Titulo Estágio
Using Fault Injection to Support the Development of Dependable Complex Systems
Áreas de especialidade
Engenharia de Software
Local do Estágio
CISUC-SSE
Enquadramento
Several techniques have been developed over the years to avoid or handle faults (e.g., testing, coding practices). In particular, Online Failure Prediction (OFP) attempts to predict the occurrence of failures in the near future by combining past data and the current system state [Salfner, F., Lenk, M., & Malek, M. (2010). A survey of online failure prediction methods. ACM Computing Surveys (CSUR), 42(3), 1-42.]. Such predictions allow taking preemptive measures to avoid, or at least mitigate, their consequences. Notwithstanding the potential of OFP, it is still not widely implemented.

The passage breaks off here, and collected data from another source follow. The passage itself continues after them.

use serde::{Deserialize, Serialize};

/// 大题名与小题号之间的分隔符
pub const UNIQUE_ID_SEPARATOR: char = '-';

/// 待批改的一道小题
///
/// 由结构分析生成（或兜底按序号合成），之后不再修改
#[derive(Debug, Clone, PartialEq, Serialize, Deserialize)]
pub struct Question {
    /// 题号（如 "1"）
    pub id: String,
    /// 所属大题（如 "一、填空题"），无分组时为 None
    #[serde(skip_serializing_if = "Option::is_none")]
    pub group: Option<String>,
    /// 汇总用的唯一键：有分组时为 `大题-题号`，否则即题号
    pub unique_id: String,
    /// 满分，未识别时为 None，批改前用默认满分补齐
    pub max_score: Option<f64>,
    /// 题号位置 `[ymin, xmin, ymax, xmax]`（0-1000 归一化）
    #[serde(skip_serializing_if = "Option::is_none")]
    pub region: Option<[f64; 4]>,
}

impl Question {
    /// 无分组的序号题
    pub fn numbered(number: usize) -> Self {
        Self::ungrouped(number.to_string(), None)
    }

    /// 无分组的题目，题号即唯一键
    pub fn ungrouped(id: impl Into<String>, max_score: Option<f64>) -> Self {
        let id = id.into();
        Self {
            unique_id: id.clone(),
            id,
            group: None,
            max_score,
            region: None,
        }
    }

    /// 带分组的题目
    pub fn grouped(
        group: impl Into<String>,
        id: impl Into<String>,
        max_score: Option<f64>,
        region: Option<[f64; 4]>,
    ) -> Self {
        let group = group.into();
        let id = id.into();
        Self {
            unique_id: format!("{}{}{}", group, UNIQUE_ID_SEPARATOR, id),
            id,
            group: Some(group),
            max_score,
            region,
        }
    }

    /// 实际使用的满分
    pub fn effective_max_score(&self, default_max_score: f64) -> f64 {
        match self.max_score {
            Some(score) if score.is_finite() && score > 0.0 => score,
            _ => default_max_score,
        }
    }

    /// 提示词与日志中的题目描述
    pub fn describe(&self) -> String {
        match &self.group {
            Some(group) => format!("{} 中的 第{}题", group, self.id),
            None => format!("第{}题", self.id),
        }
    }
}

/// 生成 `1..=count` 的序号题列表
pub fn numbered_sequence(count: usize) -> Vec<Question> {
    (1..=count).map(Question::numbered).collect()
}

/// 把 `大题-题号` 拆回 (大题, 题号)
///
/// 以最后一个分隔符为界，大题名本身可以包含分隔符
pub fn split_unique_id(unique_id: &str) -> Option<(&str, &str)> {
    unique_id.rsplit_once(UNIQUE_ID_SEPARATOR)
}
//! 批改任务上下文
//!
//! 封装"我正在批改哪个任务的哪张试卷"这一信息

use std::fmt::Display;

/// 批改任务上下文（仅用于日志与报告）
#[derive(Debug, Clone)]
pub struct GradingCtx {
    /// 任务ID
    pub task_id: String,

    /// 试卷图片名
    pub image_name: String,
}

impl GradingCtx {
    pub fn new(task_id: impl Into<String>, image_name: impl Into<String>) -> Self {
        Self {
            task_id: task_id.into(),
            image_name: image_name.into(),
        }
    }
}

impl Display for GradingCtx {
    fn fmt(&self, f: &mut std::fmt::Formatter<'_>) -> std::fmt::Result {
        write!(f, "[任务 {}]", self.task_id)
    }
}
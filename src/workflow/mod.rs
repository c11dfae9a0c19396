pub mod grading_ctx;
pub mod grading_flow;

pub use grading_ctx::GradingCtx;
pub use grading_flow::{GradingFlow, GradingRequest, GradingStage, ProgressEvent};
//! 编排层（Orchestration Layer）
//!
//! ## 职责
//!
//! 本层负责任务调度和状态登记，是整个系统的"指挥中心"。
//!
//! ## 模块划分
//!
//! ### `grading_app` - 批改任务门面
//! - 管理应用生命周期（初始化、提交、查询、清理）
//! - 每个任务派发一个 tokio worker
//! - 把流程进度写入任务状态表
//! - 批改完成后写出报告
//!
//! ### `task_registry` - 任务状态表
//! - 多个 worker 共享的唯一状态
//! - 并发读，单任务单写
//! - 进度单调不减
//!
//! ## 层次关系
//!
//! ```text
//! grading_app (处理 Submission → Task)
//!     ↓
//! workflow::GradingFlow (处理一张试卷)
//!     ↓
//! services (能力层：structure / gateway / parser / aggregator / report)
//!     ↓
//! providers + infrastructure (模型客户端、图片、标准答案)
//! ```

pub mod grading_app;
pub mod task_registry;

pub use grading_app::{GradingApp, Submission};
pub use task_registry::TaskRegistry;
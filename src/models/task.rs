use chrono::{DateTime, Local};
use serde::{Deserialize, Serialize};

/// 任务状态
#[derive(Debug, Clone, Copy, PartialEq, Eq, Serialize, Deserialize)]
#[serde(rename_all = "snake_case")]
pub enum TaskStatus {
    Processing,
    Completed,
    Error,
}

/// 一次批改任务的可轮询状态
///
/// 序列化后的键名（`status` / `progress` / `message` / `result_filename` /
/// `report_path`）是外部轮询方依赖的约定
#[derive(Debug, Clone, PartialEq, Serialize, Deserialize)]
pub struct Task {
    pub id: String,
    pub status: TaskStatus,
    pub progress: u8,
    pub message: String,
    #[serde(skip_serializing_if = "Option::is_none")]
    pub result_filename: Option<String>,
    #[serde(skip_serializing_if = "Option::is_none")]
    pub report_path: Option<String>,
    #[serde(skip_serializing_if = "Option::is_none")]
    pub error: Option<String>,
    pub created_at: DateTime<Local>,
    pub updated_at: DateTime<Local>,
}

impl Task {
    pub fn new(id: impl Into<String>) -> Self {
        let now = Local::now();
        Self {
            id: id.into(),
            status: TaskStatus::Processing,
            progress: 0,
            message: "正在初始化...".to_string(),
            result_filename: None,
            report_path: None,
            error: None,
            created_at: now,
            updated_at: now,
        }
    }

    pub fn is_finished(&self) -> bool {
        self.status != TaskStatus::Processing
    }
}
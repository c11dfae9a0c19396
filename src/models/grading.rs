use chrono::{DateTime, Local};
use serde::ser::SerializeMap;
use serde::{Deserialize, Serialize, Serializer};

/// 从模型输出中恢复出的结构化批改结果
#[derive(Debug, Clone, PartialEq, Serialize, Deserialize)]
pub struct ParsedGrading {
    pub score: f64,
    pub is_correct: bool,
    pub analysis: String,
    pub comment: String,
}

/// 单个模型对单道题的批改结果，创建后不再修改
#[derive(Debug, Clone, PartialEq, Serialize, Deserialize)]
pub struct ProviderResult {
    pub provider_id: String,
    pub score: f64,
    pub is_correct: bool,
    #[serde(default)]
    pub analysis: String,
    #[serde(default)]
    pub comment: String,
    pub success: bool,
    #[serde(skip_serializing_if = "Option::is_none")]
    pub error: Option<String>,
}

impl ProviderResult {
    pub fn from_parsed(provider_id: impl Into<String>, parsed: ParsedGrading) -> Self {
        Self {
            provider_id: provider_id.into(),
            score: parsed.score,
            is_correct: parsed.is_correct,
            analysis: parsed.analysis,
            comment: parsed.comment,
            success: true,
            error: None,
        }
    }

    /// 调用或解析失败：0 分，不参与平均
    pub fn failure(
        provider_id: impl Into<String>,
        error: impl Into<String>,
        comment: impl Into<String>,
    ) -> Self {
        Self {
            provider_id: provider_id.into(),
            score: 0.0,
            is_correct: false,
            analysis: String::new(),
            comment: comment.into(),
            success: false,
            error: Some(error.into()),
        }
    }
}

/// 综合评定
#[derive(Debug, Clone, Copy, PartialEq, Eq, Serialize, Deserialize)]
#[serde(rename_all = "snake_case")]
pub enum Verdict {
    Correct,
    MostlyCorrect,
    PartiallyCorrect,
    Incorrect,
}

impl Verdict {
    /// 按最终得分与满分的比例评定
    pub fn from_score(final_score: f64, max_score: f64) -> Self {
        if final_score >= max_score * 0.6 {
            Verdict::Correct
        } else if final_score >= max_score * 0.5 {
            Verdict::MostlyCorrect
        } else if final_score > 0.0 {
            Verdict::PartiallyCorrect
        } else {
            Verdict::Incorrect
        }
    }

    pub fn is_correct(self) -> bool {
        self == Verdict::Correct
    }

    pub fn label(self) -> &'static str {
        match self {
            Verdict::Correct => "正确",
            Verdict::MostlyCorrect => "基本正确",
            Verdict::PartiallyCorrect => "部分正确",
            Verdict::Incorrect => "错误",
        }
    }
}

/// 一道题的多模型综合结果
#[derive(Debug, Clone, PartialEq, Serialize)]
pub struct AggregatedQuestionResult {
    pub question_id: String,
    #[serde(skip_serializing_if = "Option::is_none")]
    pub group_name: Option<String>,
    #[serde(skip_serializing_if = "Option::is_none")]
    pub sub_id: Option<String>,
    pub final_score: f64,
    pub max_score: f64,
    pub is_correct: bool,
    pub verdict: Verdict,
    pub comment: String,
    pub analysis: String,
    pub provider_results: Vec<ProviderResult>,
    #[serde(skip_serializing_if = "Option::is_none")]
    pub region: Option<[f64; 4]>,
}

/// 按发现顺序保存的逐题结果，序列化为以 unique_id 为键的 JSON 对象
#[derive(Debug, Clone, Default, PartialEq)]
pub struct QuestionDetails(Vec<AggregatedQuestionResult>);

impl QuestionDetails {
    /// 追加一道题，返回刚加入的结果
    pub fn push(&mut self, result: AggregatedQuestionResult) -> &AggregatedQuestionResult {
        self.0.push(result);
        &self.0[self.0.len() - 1]
    }

    pub fn get(&self, unique_id: &str) -> Option<&AggregatedQuestionResult> {
        self.0.iter().find(|r| r.question_id == unique_id)
    }

    pub fn contains(&self, unique_id: &str) -> bool {
        self.get(unique_id).is_some()
    }

    pub fn iter(&self) -> impl Iterator<Item = &AggregatedQuestionResult> {
        self.0.iter()
    }

    pub fn len(&self) -> usize {
        self.0.len()
    }

    pub fn is_empty(&self) -> bool {
        self.0.is_empty()
    }
}

impl Serialize for QuestionDetails {
    fn serialize<S: Serializer>(&self, serializer: S) -> Result<S::Ok, S::Error> {
        let mut map = serializer.serialize_map(Some(self.0.len()))?;
        for result in &self.0 {
            map.serialize_entry(&result.question_id, result)?;
        }
        map.end()
    }
}

/// 单个模型在整张试卷上的原始得分合计
#[derive(Debug, Clone, PartialEq, Serialize)]
pub struct ProviderTotal {
    pub provider_id: String,
    pub total: f64,
}

/// 一次批改任务的最终报告
#[derive(Debug, Clone, Serialize)]
pub struct ExamReport {
    pub task_id: String,
    pub image_name: String,
    pub graded_at: DateTime<Local>,
    pub providers: Vec<String>,
    pub default_max_score: f64,
    #[serde(skip_serializing_if = "Option::is_none")]
    pub question_count: Option<usize>,
    pub details: QuestionDetails,
    pub total_score: f64,
    pub max_total_score: f64,
    pub accuracy: f64,
    pub correct_count: usize,
    pub total_count: usize,
    pub provider_totals: Vec<ProviderTotal>,
}

#[cfg(test)]
mod tests {
    use super::*;

    #[test]
    fn test_verdict_thresholds() {
        assert_eq!(Verdict::from_score(6.0, 10.0), Verdict::Correct);
        assert_eq!(Verdict::from_score(5.5, 10.0), Verdict::MostlyCorrect);
        assert_eq!(Verdict::from_score(0.5, 10.0), Verdict::PartiallyCorrect);
        assert_eq!(Verdict::from_score(0.0, 10.0), Verdict::Incorrect);
        assert!(!Verdict::MostlyCorrect.is_correct());
    }

    #[test]
    fn test_details_serialize_in_discovery_order() {
        let make = |id: &str| AggregatedQuestionResult {
            question_id: id.to_string(),
            group_name: None,
            sub_id: None,
            final_score: 1.0,
            max_score: 2.0,
            is_correct: false,
            verdict: Verdict::MostlyCorrect,
            comment: Verdict::MostlyCorrect.label().to_string(),
            analysis: String::new(),
            provider_results: vec![],
            region: None,
        };
        let mut details = QuestionDetails::default();
        for id in ["10", "2", "1"] {
            details.push(make(id));
        }

        let json = serde_json::to_string(&details).unwrap();
        let pos = |key: &str| json.find(&format!("\"{}\":{{", key)).unwrap();
        assert!(pos("10") < pos("2"));
        assert!(pos("2") < pos("1"));
        assert!(json.contains("\"verdict\":\"mostly_correct\""));
    }
}
//! 多模型评分综合 - 业务能力层
//!
//! 只负责"把多个模型的意见合成一个分数"能力
//!
//! - 单题：成功模型得分取平均，四舍五入到 0.5 分，再裁剪到 `[0, 满分]`；
//!   失败的模型不计入平均，全部失败时为 0 分
//! - 整卷：总分、满分合计、得分率、正确题数

use std::collections::HashMap;

use chrono::Local;

use crate::models::{
    split_unique_id, AggregatedQuestionResult, ExamReport, ProviderResult, ProviderTotal,
    Question, QuestionDetails, Verdict,
};

/// 舍入到最近的 0.5，恰好居中时取偶数个半分（7.25 → 7.0，7.75 → 8.0）
pub fn round_to_half(value: f64) -> f64 {
    (value * 2.0).round_ties_even() / 2.0
}

/// 综合单道题的多个模型结果
pub fn aggregate_question(
    question: &Question,
    max_score: f64,
    provider_results: Vec<ProviderResult>,
) -> AggregatedQuestionResult {
    let scores: Vec<f64> = provider_results
        .iter()
        .filter(|r| r.success)
        .map(|r| r.score)
        .collect();

    let final_score = if scores.is_empty() {
        0.0
    } else {
        let mean = scores.iter().sum::<f64>() / scores.len() as f64;
        round_to_half(mean).clamp(0.0, max_score)
    };

    let verdict = Verdict::from_score(final_score, max_score);

    let analysis = provider_results
        .iter()
        .map(|r| r.analysis.trim())
        .find(|a| !a.is_empty())
        .or_else(|| {
            provider_results
                .iter()
                .map(|r| r.comment.trim())
                .filter(|c| !c.is_empty())
                .max_by_key(|c| c.chars().count())
        })
        .unwrap_or_default()
        .to_string();

    let (group_name, sub_id) = match (&question.group, split_unique_id(&question.unique_id)) {
        (Some(_), Some((group, sub))) => (Some(group.to_string()), Some(sub.to_string())),
        _ => (None, None),
    };

    AggregatedQuestionResult {
        question_id: question.unique_id.clone(),
        group_name,
        sub_id,
        final_score,
        max_score,
        is_correct: verdict.is_correct(),
        verdict,
        comment: verdict.label().to_string(),
        analysis,
        provider_results,
        region: question.region,
    }
}

/// 报告的描述信息
#[derive(Debug, Clone, Default)]
pub struct ReportMeta {
    pub task_id: String,
    pub image_name: String,
    pub providers: Vec<String>,
    pub question_count: Option<usize>,
}

/// 逐题累积结果，最后生成整卷报告
#[derive(Debug, Clone)]
pub struct ScoreAggregator {
    default_max_score: f64,
    details: QuestionDetails,
    provider_totals: Vec<ProviderTotal>,
}

impl ScoreAggregator {
    pub fn new(default_max_score: f64) -> Self {
        Self {
            default_max_score,
            details: QuestionDetails::default(),
            provider_totals: Vec::new(),
        }
    }

    pub fn default_max_score(&self) -> f64 {
        self.default_max_score
    }

    /// 加入一道题的全部模型结果
    pub fn push_question(
        &mut self,
        question: &Question,
        provider_results: Vec<ProviderResult>,
    ) -> &AggregatedQuestionResult {
        for result in &provider_results {
            match self
                .provider_totals
                .iter_mut()
                .find(|t| t.provider_id == result.provider_id)
            {
                Some(total) => total.total += result.score,
                None => self.provider_totals.push(ProviderTotal {
                    provider_id: result.provider_id.clone(),
                    total: result.score,
                }),
            }
        }

        let max_score = question.effective_max_score(self.default_max_score);
        self.details
            .push(aggregate_question(question, max_score, provider_results))
    }

    pub fn len(&self) -> usize {
        self.details.len()
    }

    pub fn is_empty(&self) -> bool {
        self.details.is_empty()
    }

    /// 计算整卷合计并生成报告
    pub fn finish(self, meta: ReportMeta) -> ExamReport {
        let total_score: f64 = self.details.iter().map(|r| r.final_score).sum();
        let max_total_score: f64 = self.details.iter().map(|r| r.max_score).sum();
        let accuracy = if max_total_score > 0.0 {
            total_score / max_total_score
        } else {
            0.0
        };
        let correct_count = self.details.iter().filter(|r| r.is_correct).count();
        let total_count = self.details.len();

        ExamReport {
            task_id: meta.task_id,
            image_name: meta.image_name,
            graded_at: Local::now(),
            providers: meta.providers,
            default_max_score: self.default_max_score,
            question_count: meta.question_count,
            details: self.details,
            total_score,
            max_total_score,
            accuracy,
            correct_count,
            total_count,
            provider_totals: self.provider_totals,
        }
    }
}

/// 一次性综合所有题目
///
/// 按题目列表顺序处理，没有任何模型结果的题目记为 0 分
pub fn combine(
    mut results: HashMap<String, Vec<ProviderResult>>,
    questions: &[Question],
    default_max_score: f64,
    meta: ReportMeta,
) -> ExamReport {
    let mut aggregator = ScoreAggregator::new(default_max_score);
    for question in questions {
        let provider_results = results.remove(&question.unique_id).unwrap_or_default();
        aggregator.push_question(question, provider_results);
    }
    aggregator.finish(meta)
}
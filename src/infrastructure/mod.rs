//! 基础设施层 - 图像、临时文件与答案文档

pub mod answer_key;
pub mod image_store;

pub use answer_key::{extract_group_scores, read_answer_key, QuestionCategory};
pub use image_store::{ExamImage, ImagePayload, TempArtifact};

Failures are rare events and thus failure data are often not available. Even if it were possible to gather such data from real systems, that would take years (due to the reliability of modern systems), and by then they would likely be outdated. Over the years fault injection has been accepted as a viable alternative to generate realistic failure data. Still, fault injectors are difficult to implement/develop (especially when targeting entire Operating Systems (OSs)) and thus research on OS-level failure prediction has become stale or relies on outdated OSs. To overcome this, recent work conducted a comprehensive fault injection campaign on an up-to-date LTS Linux kernel 3.16.82 using an updated implementation of a well-known fault injection technique [Campos, J. R., & Costa, E. (2020, October). Fault Injection to Generate Failure Data for Failure Prediction: A Case Study. In 2020 IEEE 31st International Symposium on Software Reliability Engineering (ISSRE) (pp. 115-126). IEEE.].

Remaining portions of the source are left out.